Whether the speech please or displease...

But here, as at other times in my life, I dare not purchase peace with a lie. An imperious necessity forces me to speak the truth, as I see it, whether the speech please or displease, whether it brings praise or blame. That one loyalty to Truth I must keep stainless, whatever friendships fail me or human ties be broken. She may lead me into the wilderness, yet I must follow her; she may strip me of all love, yet I must pursue her, though she slay me, yet will I trust in her; and I ask no other epitaph on my tomb but “She tried to follow truth”.
Those are the words of social reformer and pioneer Theosophist Annie Besant. As yet another year slips away I dedicate them to the senior arts figure who in 2012 tried unsuccessfully to pressure me into amending one of my articles on sources of classical music funding, and to the well-connected person who made risible noises about litigation in connection with my posts about artists' fees.
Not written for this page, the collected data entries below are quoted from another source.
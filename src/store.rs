//! Canvas state store: selected items, their transform styles, and the background.
//!
//! This module defines the data that describes an outfit on the canvas
//! (`Item`, `ItemStyle`, `CanvasState`), the runtime store that owns it
//! (`CanvasStore`), and the persisted shapes exchanged with the save/edit
//! forms (`PersistedCanvas`, `InitialItems`).
//!
//! The store is the single source of truth. The interaction engine only ever
//! writes style values through [`CanvasStore::update_styles`] and
//! [`CanvasStore::bump_z_index`]; item membership changes go through
//! [`CanvasStore::select_item`], [`CanvasStore::remove_item`] and
//! [`CanvasStore::full_reset`]. Every operation keeps
//! `keys(item_styles) == ids(selected_items)`.

#[cfg(test)]
#[path = "store_test.rs"]
mod store_test;

use std::collections::HashMap;
use std::fmt;

use serde::{Deserialize, Deserializer, Serialize};
use tracing::{debug, trace, warn};

use crate::config::CanvasConfig;
use crate::consts::{DEFAULT_BACKGROUND, FALLBACK_PERCENT};
use crate::geometry::{clamp_scale, constrain_position_with, normalize_angle};

/// Opaque identifier of a wardrobe item, as issued by the wardrobe backend.
///
/// Serialized as a JSON string. Integer ids (database keys) are accepted on
/// input and kept in their decimal form.
#[derive(Debug, Clone, PartialEq, Eq, Hash, PartialOrd, Ord, Serialize)]
#[serde(transparent)]
pub struct ItemId(String);

impl ItemId {
    #[must_use]
    pub fn new(id: impl Into<String>) -> Self {
        Self(id.into())
    }

    #[must_use]
    pub fn as_str(&self) -> &str {
        &self.0
    }
}

impl fmt::Display for ItemId {
    fn fmt(&self, f: &mut fmt::Formatter<'_>) -> fmt::Result {
        f.write_str(&self.0)
    }
}

impl From<&str> for ItemId {
    fn from(id: &str) -> Self {
        Self::new(id)
    }
}

impl From<String> for ItemId {
    fn from(id: String) -> Self {
        Self(id)
    }
}

impl<'de> Deserialize<'de> for ItemId {
    fn deserialize<D: Deserializer<'de>>(deserializer: D) -> Result<Self, D::Error> {
        #[derive(Deserialize)]
        #[serde(untagged)]
        enum Raw {
            Text(String),
            Number(i64),
        }
        Ok(match Raw::deserialize(deserializer)? {
            Raw::Text(id) => Self(id),
            Raw::Number(id) => Self(id.to_string()),
        })
    }
}

/// Error returned by store operations that cross the persistence boundary.
#[derive(Debug, thiserror::Error)]
pub enum StoreError {
    /// The persisted document could not be (de)serialized.
    #[error("failed to (de)serialize canvas: {0}")]
    Json(#[from] serde_json::Error),
    /// The same item appears twice in a persisted document.
    #[error("duplicate item {0} in persisted canvas")]
    DuplicateItem(ItemId),
    /// A persisted style holds NaN or infinity.
    #[error("item {0} has a non-finite style value")]
    NonFiniteStyle(ItemId),
    /// Selection and style map disagree.
    #[error("style map out of sync: {missing} selected item(s) without style, {orphaned} orphan style(s)")]
    InvariantViolation {
        /// Selected ids with no style entry.
        missing: usize,
        /// Style entries with no selected item.
        orphaned: usize,
    },
}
Also on Facebook and Twitter. Source of quote is Annie Besant's autobiography. Image of sunset at St. Gilles Croix de Vie, France is (c) On An Overgrown Path 2012. Any other copyrighted material on these pages is included as "fair use", for the purpose of study, review or critical analysis only, and will be removed at the request of copyright owner(s). Report broken links, missing images and errors to - overgrownpath at hotmail dot co dot uk


Philip Amos said…
Looking at your post from a different angle, Bob, I should like to say at this year's end that Annie Besant's words might better be dedicated to you, for you have relentlessly adhered to her ethos. Fearlessly, you follow the Quaker injunction to "Speak Truth to Power". That is part of what causes me to regard your blog as the best among musical blogs on the internet.

If I may add a little to the question of 'corporate philanthropy', I list here the top ten donors based in the U.S. in order of 'generosity': Citibank, General Electric, Target, J.P. Morgan Chase, Bank of America, Chevron, Wells Fargo, ExonMobil, Goldman Sachs, and Walmart.

We thus have six financial institutions (for GE is such now), two oil companies, and two retailers. "When you sup with the devil, use a long spoon". It is beyond expression here, so I suggest those interested in their activities and ethics just look at their Wiki entries. The one for J.P Morgan is the most mind-boggling if you look at the section humorously headed 'Controversies'. In there, I smell something of the demonic, and others come close.

I note also that the evils listed were punished with fines -- there are patently illegal activities that destroyed people's lives, but no one mentioned as joining the likes of Conrad Black in one America's comfy open prisons reserved for such villains.

There is no true philanthropy in their donations, let alone altruism. Goldman Sachs paid no taxes in 2010 -- it received a tax benefit of $3.2 billion. They are required to give a minimum of 5% of profits in donations. Triple that and they could probably feed Africa.
Pliable said…
Philip, thank you for those very kind words. And one of the names on that list of top corporate philanthropists resonates strongly with the thrust of my post.